The 2004 Montana gubernatorial election took place on November 2, 2004, for the post of Governor of Montana. The incumbent governor, Judy Martz, a Republican, did not seek reelection. Democrat Brian Schweitzer defeated Montana Secretary of State and Republican nominee Bob Brown with 50.4% of the vote against 46%. Schweitzer formed a ticket with a Republican running mate, choosing state legislator John Bohlinger for the lieutenant governorship. Schweitzer became the first Democrat elected Governor of Montana since Ted Schwinden in 1984.

==Democratic primary==
===Candidates===
- Brian Schweitzer, rancher, former United States Department of Agriculture employee, nominee for the United States Senate in 2000
  - Running mate: John Bohlinger, former State Representative (1993–1999) and State Senator (1999–2005)
- John Vincent, former State Representative (1975–1990), former Speaker of the Montana House of Representatives (1985–1986; 1989–1990) and former Mayor of Bozeman (1994–1995)
  - Running mate: Mary Sexton, Teton County Commissioner

Brian Schweitzer, a rancher from Whitefish, began campaigning for the Democratic nomination over a year before the primary.
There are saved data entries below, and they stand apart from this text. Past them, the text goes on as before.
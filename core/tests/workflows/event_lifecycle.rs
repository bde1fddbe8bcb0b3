// SPDX-FileCopyrightText: 2025-2026 Zexin Yuan <aim@yzx9.xyz>
//
// SPDX-License-Identifier: Apache-2.0

//! End-to-end event lifecycle workflow tests.
//!
//! These tests validate complete workflows from event creation through modification,
//! completion and deletion, ensuring the JSON file always mirrors the engine.

use std::sync::Arc;

use farmcal_core::{
    CalendarError, EventPatch, EventStore, FarmCalendar, JsonFileStore, ValidationError, ViewMode,
};

use crate::common::{
    FailingStore, assert_file_exists, assert_stored_ids, setup_temp_dirs, test_config,
    test_event_draft, ymd,
};

#[tokio::test]
async fn event_lifecycle_create_flow() {
    // Arrange
    let temp_dirs = setup_temp_dirs().await.unwrap();
    let config = test_config(&temp_dirs.events_path);
    let mut calendar = FarmCalendar::new(config).await.unwrap();
    let draft = test_event_draft("Plant Maize", ymd(2024, 5, 3));

    // Act
    let created = calendar.add_event(draft).await.unwrap();

    // Assert - verify event created
    assert!(created.is_persisted());
    let event = created.value;
    assert_eq!(event.title, "Plant Maize");
    assert!(!event.is_completed);

    // Assert - verify file written
    assert_file_exists(&temp_dirs.events_path);
    let store = JsonFileStore::new(&temp_dirs.events_path);
    assert_stored_ids(&store, &[event.id.as_str()]).await;
}

#[tokio::test]
async fn event_lifecycle_update_flow() {
    // Arrange
    let temp_dirs = setup_temp_dirs().await.unwrap();
    let store = Arc::new(JsonFileStore::new(&temp_dirs.events_path));
    let config = test_config(&temp_dirs.events_path);
    let mut calendar = FarmCalendar::with_store(config, store.clone(), ymd(2024, 5, 1)).await;
    let id = calendar
        .add_event(test_event_draft("Original Title", ymd(2024, 5, 3)))
        .await
        .unwrap()
        .value
        .id;

    // Act
    let patch = EventPatch {
        title: Some("Plant Beans".to_string()),
        location: Some(Some("East Field".to_string())),
        start_time: Some("07:00".to_string()),
        ..Default::default()
    };
    let updated = calendar.update_event(&id, patch).await.unwrap().value;

    // Assert - verify engine state
    assert_eq!(updated.id, id);
    assert_eq!(updated.title, "Plant Beans");
    assert_eq!(calendar.get(&id), Some(&updated));

    // Assert - verify file contents after reload
    let stored = store.load().await.unwrap().unwrap();
    assert_eq!(stored, vec![updated]);
}

#[tokio::test]
async fn event_lifecycle_toggle_and_delete_flow() {
    // Arrange
    let temp_dirs = setup_temp_dirs().await.unwrap();
    let store = Arc::new(JsonFileStore::new(&temp_dirs.events_path));
    let config = test_config(&temp_dirs.events_path);
    let mut calendar = FarmCalendar::with_store(config, store.clone(), ymd(2024, 5, 1)).await;
    let keep = calendar
        .add_event(test_event_draft("Keep", ymd(2024, 5, 3)))
        .await
        .unwrap()
        .value
        .id;
    let gone = calendar
        .add_event(test_event_draft("Drop", ymd(2024, 5, 4)))
        .await
        .unwrap()
        .value
        .id;

    // Act - toggle completion
    let toggled = calendar.toggle_completion(&keep).await.unwrap().value;

    // Assert
    assert!(toggled.is_completed);
    let stored = store.load().await.unwrap().unwrap();
    assert!(stored.iter().find(|e| e.id == keep).unwrap().is_completed);

    // Act - delete
    let removed = calendar.delete_event(&gone).await.unwrap().value;

    // Assert
    assert_eq!(removed.title, "Drop");
    assert!(calendar.get(&gone).is_none());
    assert_stored_ids(store.as_ref(), &[keep.as_str()]).await;
}

#[tokio::test]
async fn event_lifecycle_rejects_invalid_input() {
    // Arrange
    let temp_dirs = setup_temp_dirs().await.unwrap();
    let store = Arc::new(JsonFileStore::new(&temp_dirs.events_path));
    let config = test_config(&temp_dirs.events_path);
    let mut calendar = FarmCalendar::with_store(config, store.clone(), ymd(2024, 5, 1)).await;
    let id = calendar
        .add_event(test_event_draft("Plant Maize", ymd(2024, 5, 3)))
        .await
        .unwrap()
        .value
        .id;
    let before = store.load().await.unwrap();

    // Act
    let patch = EventPatch {
        start_time: Some("18:00".to_string()),
        end_time: Some("06:00".to_string()),
        ..Default::default()
    };
    let err = calendar.update_event(&id, patch).await.unwrap_err();

    // Assert - nothing changed
    assert!(matches!(
        err,
        CalendarError::Validation(ValidationError::InvertedTimes { .. })
    ));
    assert_eq!(calendar.get(&id).unwrap().start_time, "08:00");
    assert_eq!(store.load().await.unwrap(), before);
}

#[tokio::test]
async fn event_lifecycle_keeps_changes_when_save_fails() {
    // Arrange
    let config = test_config("/unused/events.json");
    let mut calendar =
        FarmCalendar::with_store(config, Arc::new(FailingStore), ymd(2024, 5, 1)).await;
    calendar.set_mode(ViewMode::Agenda);

    // Act
    let created = calendar
        .add_event(test_event_draft("Plant Maize", ymd(2024, 5, 3)))
        .await
        .unwrap();

    // Assert - reported, not rolled back
    assert!(!created.is_persisted());
    assert_eq!(calendar.events().len(), 1);
    assert_eq!(calendar.visible_events().len(), 1);
    assert!(matches!(
        created.into_result(),
        Err(CalendarError::Persistence(_))
    ));
}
He had narrowly lost the Senate race to Conrad Burns in 2000. In February 2004 he announced that liberal Republican State Senator John Bohlinger would be his running mate for the post of lieutenant governor. This would be the first bipartisan gubernatorial team since the Montana Constitution was amended in 1972 to require governors and lieutenant governors to run as a team.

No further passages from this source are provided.